Where a line below includes the word "shared", copy that line.

————

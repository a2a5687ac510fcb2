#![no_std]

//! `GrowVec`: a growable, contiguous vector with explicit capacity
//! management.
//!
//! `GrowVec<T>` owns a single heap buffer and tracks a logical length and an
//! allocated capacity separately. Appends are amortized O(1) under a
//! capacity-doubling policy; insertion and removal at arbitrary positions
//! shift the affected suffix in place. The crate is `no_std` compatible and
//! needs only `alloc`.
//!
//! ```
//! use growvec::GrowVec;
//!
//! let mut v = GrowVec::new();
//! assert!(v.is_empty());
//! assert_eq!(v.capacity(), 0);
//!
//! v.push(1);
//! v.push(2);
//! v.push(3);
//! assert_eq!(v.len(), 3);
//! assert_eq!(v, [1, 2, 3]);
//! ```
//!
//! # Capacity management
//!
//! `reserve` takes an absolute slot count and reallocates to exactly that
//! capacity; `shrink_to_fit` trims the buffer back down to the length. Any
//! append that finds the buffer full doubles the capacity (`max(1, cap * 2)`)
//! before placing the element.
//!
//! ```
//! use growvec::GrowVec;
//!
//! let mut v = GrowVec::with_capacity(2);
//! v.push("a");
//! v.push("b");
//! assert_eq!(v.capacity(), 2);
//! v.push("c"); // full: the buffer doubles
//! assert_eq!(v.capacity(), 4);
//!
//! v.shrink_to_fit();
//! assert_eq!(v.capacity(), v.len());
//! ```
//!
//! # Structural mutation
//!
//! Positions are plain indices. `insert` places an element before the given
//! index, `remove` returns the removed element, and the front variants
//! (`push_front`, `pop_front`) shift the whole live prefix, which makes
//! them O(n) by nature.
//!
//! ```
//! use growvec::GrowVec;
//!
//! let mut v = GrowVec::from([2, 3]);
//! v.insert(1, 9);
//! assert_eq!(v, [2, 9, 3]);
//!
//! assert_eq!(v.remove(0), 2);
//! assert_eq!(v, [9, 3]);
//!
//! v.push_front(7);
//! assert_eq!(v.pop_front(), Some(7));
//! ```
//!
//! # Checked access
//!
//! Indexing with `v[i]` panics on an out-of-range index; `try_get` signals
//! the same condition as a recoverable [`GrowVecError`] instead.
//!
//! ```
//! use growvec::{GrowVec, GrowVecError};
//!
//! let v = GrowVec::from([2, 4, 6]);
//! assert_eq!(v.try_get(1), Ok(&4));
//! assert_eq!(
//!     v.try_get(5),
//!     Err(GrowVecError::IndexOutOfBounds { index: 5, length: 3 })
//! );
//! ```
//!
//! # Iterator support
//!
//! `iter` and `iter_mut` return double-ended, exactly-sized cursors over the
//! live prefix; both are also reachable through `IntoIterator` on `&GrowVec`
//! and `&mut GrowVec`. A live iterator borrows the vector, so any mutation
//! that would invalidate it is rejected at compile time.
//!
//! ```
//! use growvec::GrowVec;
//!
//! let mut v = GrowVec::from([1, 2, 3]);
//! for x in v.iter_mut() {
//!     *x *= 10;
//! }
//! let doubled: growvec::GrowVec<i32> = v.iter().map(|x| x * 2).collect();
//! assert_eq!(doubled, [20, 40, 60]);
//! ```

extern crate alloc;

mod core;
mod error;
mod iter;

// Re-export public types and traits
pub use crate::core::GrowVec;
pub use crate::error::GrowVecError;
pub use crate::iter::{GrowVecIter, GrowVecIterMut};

————

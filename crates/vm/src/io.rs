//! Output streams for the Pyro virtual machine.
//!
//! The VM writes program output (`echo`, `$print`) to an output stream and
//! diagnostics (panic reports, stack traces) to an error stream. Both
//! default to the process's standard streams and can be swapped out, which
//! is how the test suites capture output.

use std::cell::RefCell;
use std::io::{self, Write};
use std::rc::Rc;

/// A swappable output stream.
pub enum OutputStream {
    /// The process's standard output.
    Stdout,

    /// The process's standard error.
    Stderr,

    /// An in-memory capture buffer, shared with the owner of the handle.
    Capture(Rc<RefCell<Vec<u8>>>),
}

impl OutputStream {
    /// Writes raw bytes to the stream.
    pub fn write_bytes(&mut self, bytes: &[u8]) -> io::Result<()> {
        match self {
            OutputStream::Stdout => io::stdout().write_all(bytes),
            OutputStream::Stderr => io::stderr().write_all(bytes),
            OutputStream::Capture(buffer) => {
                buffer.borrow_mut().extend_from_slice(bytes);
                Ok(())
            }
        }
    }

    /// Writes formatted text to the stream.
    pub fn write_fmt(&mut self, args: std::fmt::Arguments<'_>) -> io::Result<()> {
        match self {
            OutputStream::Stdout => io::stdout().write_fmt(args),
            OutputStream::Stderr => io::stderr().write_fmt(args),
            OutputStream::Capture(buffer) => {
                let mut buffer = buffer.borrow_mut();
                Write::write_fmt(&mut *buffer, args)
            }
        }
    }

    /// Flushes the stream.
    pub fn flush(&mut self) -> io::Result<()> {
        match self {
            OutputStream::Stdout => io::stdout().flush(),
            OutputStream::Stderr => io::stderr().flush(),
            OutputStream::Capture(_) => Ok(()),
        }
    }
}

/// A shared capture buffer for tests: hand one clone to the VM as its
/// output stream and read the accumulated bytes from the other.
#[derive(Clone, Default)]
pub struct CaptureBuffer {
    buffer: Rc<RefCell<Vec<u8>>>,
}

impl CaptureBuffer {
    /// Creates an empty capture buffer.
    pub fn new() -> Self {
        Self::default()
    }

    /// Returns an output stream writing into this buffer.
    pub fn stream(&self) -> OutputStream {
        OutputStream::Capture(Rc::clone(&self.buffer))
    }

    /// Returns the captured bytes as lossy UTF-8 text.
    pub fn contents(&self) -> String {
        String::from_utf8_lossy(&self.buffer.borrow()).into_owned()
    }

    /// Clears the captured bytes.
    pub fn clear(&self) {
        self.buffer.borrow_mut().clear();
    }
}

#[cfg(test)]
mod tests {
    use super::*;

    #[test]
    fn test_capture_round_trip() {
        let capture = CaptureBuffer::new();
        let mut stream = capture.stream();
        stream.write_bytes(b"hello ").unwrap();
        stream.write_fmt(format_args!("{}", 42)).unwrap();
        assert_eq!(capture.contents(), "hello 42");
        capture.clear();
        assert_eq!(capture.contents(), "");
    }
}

————

**Answer space**
    /// An in-memory capture buffer, shared with the owner of the handle.
/// A shared capture buffer for tests: hand one clone to the VM as its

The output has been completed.